Look below for the line that contains "found a goal", then copy it and each following line exactly, through and including the line that contains "in the frontier;".
:: Records provided ::
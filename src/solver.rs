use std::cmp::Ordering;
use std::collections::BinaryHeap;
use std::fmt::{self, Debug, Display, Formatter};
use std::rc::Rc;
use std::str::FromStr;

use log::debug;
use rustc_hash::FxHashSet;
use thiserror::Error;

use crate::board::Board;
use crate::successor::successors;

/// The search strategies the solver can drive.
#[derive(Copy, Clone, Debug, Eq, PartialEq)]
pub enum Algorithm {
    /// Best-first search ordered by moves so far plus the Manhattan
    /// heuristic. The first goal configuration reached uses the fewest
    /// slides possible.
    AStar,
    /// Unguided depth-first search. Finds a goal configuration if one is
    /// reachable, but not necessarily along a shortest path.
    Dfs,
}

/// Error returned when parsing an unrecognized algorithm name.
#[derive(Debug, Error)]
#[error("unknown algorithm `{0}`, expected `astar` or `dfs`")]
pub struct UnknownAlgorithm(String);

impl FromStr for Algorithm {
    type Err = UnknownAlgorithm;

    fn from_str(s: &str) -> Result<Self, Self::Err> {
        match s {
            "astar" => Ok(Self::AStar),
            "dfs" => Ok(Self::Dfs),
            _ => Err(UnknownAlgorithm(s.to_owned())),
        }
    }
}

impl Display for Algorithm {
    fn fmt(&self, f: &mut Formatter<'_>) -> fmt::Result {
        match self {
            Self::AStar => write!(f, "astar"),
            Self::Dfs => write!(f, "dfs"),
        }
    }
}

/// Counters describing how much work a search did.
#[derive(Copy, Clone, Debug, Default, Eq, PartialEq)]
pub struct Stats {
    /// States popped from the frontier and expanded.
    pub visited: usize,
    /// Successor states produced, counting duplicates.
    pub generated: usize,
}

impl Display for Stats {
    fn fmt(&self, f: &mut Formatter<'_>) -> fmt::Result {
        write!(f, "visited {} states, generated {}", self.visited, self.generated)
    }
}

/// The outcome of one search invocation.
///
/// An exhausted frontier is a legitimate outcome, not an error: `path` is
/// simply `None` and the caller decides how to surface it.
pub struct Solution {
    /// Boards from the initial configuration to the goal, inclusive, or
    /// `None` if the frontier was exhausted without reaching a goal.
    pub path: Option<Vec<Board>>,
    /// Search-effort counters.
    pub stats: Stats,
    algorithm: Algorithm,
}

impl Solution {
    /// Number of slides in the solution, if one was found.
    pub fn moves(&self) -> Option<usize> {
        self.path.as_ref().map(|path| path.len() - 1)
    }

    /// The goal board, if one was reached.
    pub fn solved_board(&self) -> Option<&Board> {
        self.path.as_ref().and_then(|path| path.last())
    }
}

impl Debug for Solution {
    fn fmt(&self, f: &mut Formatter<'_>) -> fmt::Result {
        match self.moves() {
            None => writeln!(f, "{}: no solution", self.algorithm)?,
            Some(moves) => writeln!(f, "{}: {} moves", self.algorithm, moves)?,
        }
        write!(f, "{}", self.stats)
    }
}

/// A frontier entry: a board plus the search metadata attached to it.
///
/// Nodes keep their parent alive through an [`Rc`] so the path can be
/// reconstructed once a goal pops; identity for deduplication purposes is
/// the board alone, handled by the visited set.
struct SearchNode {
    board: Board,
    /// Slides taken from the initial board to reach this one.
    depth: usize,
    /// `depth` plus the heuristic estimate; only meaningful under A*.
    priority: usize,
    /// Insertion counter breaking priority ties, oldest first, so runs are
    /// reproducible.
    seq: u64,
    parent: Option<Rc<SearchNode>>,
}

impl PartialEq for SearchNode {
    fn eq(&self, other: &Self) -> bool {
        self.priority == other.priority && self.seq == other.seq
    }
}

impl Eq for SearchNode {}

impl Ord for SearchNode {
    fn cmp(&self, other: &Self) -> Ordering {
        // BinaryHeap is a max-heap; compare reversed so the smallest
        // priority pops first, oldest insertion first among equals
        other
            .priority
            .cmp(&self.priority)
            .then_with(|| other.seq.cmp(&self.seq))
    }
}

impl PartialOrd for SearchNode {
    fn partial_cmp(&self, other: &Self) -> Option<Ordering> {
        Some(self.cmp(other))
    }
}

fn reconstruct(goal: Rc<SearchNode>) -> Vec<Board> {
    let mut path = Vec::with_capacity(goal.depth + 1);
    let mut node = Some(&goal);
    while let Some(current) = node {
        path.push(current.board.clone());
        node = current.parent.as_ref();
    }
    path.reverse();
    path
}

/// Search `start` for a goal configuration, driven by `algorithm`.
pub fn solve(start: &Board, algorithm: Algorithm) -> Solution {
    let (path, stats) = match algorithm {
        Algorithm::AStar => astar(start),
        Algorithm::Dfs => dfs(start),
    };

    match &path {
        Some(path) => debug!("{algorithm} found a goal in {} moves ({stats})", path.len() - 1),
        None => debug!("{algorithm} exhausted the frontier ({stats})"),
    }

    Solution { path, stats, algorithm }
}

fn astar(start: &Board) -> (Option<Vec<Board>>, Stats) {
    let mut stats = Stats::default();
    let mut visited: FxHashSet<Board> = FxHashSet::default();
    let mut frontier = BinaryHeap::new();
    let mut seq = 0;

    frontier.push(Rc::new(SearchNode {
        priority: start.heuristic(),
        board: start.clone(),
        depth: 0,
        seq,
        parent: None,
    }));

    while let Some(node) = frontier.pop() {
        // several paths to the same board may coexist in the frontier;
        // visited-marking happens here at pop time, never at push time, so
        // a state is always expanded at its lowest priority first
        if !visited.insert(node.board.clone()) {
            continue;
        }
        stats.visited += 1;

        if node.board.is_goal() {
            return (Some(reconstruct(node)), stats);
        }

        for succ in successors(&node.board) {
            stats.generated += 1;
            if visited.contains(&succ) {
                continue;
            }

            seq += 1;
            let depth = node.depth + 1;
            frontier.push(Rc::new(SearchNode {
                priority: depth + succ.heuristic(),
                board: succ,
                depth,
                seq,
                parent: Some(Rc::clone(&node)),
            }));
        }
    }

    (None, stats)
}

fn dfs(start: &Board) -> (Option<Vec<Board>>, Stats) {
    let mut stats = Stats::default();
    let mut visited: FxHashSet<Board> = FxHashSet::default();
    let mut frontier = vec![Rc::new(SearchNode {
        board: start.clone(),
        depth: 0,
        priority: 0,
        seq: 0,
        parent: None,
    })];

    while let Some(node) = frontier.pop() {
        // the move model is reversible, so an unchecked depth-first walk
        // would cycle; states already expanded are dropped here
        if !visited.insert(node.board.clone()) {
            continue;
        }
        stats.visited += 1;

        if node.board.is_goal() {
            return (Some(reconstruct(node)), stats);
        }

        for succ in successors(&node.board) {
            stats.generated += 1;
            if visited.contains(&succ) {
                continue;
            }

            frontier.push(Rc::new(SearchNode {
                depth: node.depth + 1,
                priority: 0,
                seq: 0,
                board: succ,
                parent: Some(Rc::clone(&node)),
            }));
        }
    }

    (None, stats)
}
:::
▸ **The answer**:
        Some(path) => debug!("{algorithm} found a goal in {} moves ({stats})", path.len() - 1),
        None => debug!("{algorithm} exhausted the frontier ({stats})"),
    }

    Solution { path, stats, algorithm }
}

fn astar(start: &Board) -> (Option<Vec<Board>>, Stats) {
    let mut stats = Stats::default();
    let mut visited: FxHashSet<Board> = FxHashSet::default();
    let mut frontier = BinaryHeap::new();
    let mut seq = 0;

    frontier.push(Rc::new(SearchNode {
        priority: start.heuristic(),
        board: start.clone(),
        depth: 0,
        seq,
        parent: None,
    }));

    while let Some(node) = frontier.pop() {
        // several paths to the same board may coexist in the frontier;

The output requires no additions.